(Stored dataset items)
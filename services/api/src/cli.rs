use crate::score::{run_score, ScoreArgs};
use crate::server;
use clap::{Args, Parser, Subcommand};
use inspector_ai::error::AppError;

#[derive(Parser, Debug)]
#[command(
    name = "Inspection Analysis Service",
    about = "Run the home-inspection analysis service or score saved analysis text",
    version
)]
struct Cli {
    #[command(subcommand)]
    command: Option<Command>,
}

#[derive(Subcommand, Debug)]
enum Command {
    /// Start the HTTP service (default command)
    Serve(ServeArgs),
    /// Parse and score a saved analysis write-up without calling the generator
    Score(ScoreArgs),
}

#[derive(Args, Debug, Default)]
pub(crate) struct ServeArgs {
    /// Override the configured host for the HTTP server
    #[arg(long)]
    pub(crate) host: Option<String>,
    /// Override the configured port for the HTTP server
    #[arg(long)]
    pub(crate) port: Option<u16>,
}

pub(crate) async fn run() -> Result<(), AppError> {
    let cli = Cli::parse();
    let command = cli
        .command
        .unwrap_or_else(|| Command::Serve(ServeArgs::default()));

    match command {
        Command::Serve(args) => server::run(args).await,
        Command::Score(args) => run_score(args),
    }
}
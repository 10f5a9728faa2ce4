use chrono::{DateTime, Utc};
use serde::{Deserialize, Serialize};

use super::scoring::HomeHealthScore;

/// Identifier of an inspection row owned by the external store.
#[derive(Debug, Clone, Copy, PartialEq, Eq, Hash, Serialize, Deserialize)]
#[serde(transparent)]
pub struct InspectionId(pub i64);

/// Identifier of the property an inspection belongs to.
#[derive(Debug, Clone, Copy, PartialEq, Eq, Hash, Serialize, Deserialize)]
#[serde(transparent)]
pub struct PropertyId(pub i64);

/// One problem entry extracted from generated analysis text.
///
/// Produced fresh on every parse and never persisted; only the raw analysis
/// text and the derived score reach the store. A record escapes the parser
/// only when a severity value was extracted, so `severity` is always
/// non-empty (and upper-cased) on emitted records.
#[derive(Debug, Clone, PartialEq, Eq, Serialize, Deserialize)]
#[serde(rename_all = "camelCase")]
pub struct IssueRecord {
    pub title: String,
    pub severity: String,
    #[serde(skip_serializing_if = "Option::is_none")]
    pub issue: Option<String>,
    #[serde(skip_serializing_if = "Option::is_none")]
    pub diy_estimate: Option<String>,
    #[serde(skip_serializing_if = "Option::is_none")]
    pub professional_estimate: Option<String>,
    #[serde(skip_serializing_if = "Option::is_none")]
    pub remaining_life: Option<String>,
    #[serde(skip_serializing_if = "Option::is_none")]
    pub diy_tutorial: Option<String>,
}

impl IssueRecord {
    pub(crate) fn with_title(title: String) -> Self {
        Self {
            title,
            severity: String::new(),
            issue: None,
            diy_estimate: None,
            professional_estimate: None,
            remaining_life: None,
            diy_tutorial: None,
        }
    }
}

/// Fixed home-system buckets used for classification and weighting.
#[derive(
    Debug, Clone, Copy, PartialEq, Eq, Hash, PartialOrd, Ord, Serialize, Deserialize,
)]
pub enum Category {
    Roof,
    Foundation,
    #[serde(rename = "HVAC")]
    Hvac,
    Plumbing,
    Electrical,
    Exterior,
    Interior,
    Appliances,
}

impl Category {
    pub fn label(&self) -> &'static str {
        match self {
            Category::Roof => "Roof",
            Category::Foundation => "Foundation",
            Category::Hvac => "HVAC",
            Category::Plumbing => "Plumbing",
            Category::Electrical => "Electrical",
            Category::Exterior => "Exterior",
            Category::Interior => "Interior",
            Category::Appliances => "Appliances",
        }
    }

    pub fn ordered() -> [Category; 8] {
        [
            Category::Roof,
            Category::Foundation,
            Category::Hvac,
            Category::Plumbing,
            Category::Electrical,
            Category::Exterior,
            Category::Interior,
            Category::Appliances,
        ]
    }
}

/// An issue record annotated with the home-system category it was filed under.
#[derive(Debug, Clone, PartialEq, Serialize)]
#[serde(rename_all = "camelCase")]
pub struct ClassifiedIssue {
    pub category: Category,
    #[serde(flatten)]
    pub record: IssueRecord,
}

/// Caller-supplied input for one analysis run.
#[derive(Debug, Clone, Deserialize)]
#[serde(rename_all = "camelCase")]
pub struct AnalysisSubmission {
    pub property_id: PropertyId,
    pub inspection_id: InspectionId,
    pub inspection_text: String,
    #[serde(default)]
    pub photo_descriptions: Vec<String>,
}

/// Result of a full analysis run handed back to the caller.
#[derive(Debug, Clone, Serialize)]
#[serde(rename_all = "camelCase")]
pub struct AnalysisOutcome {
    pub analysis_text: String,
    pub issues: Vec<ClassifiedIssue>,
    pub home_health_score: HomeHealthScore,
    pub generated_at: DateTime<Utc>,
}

_What needs to be done_:
Each line of the data that includes "struct" should be copied.

_Exercise result_:
struct Cli {
pub(crate) struct ServeArgs {
pub struct InspectionId(pub i64);
pub struct PropertyId(pub i64);
pub struct IssueRecord {
pub struct ClassifiedIssue {
pub struct AnalysisSubmission {
pub struct AnalysisOutcome {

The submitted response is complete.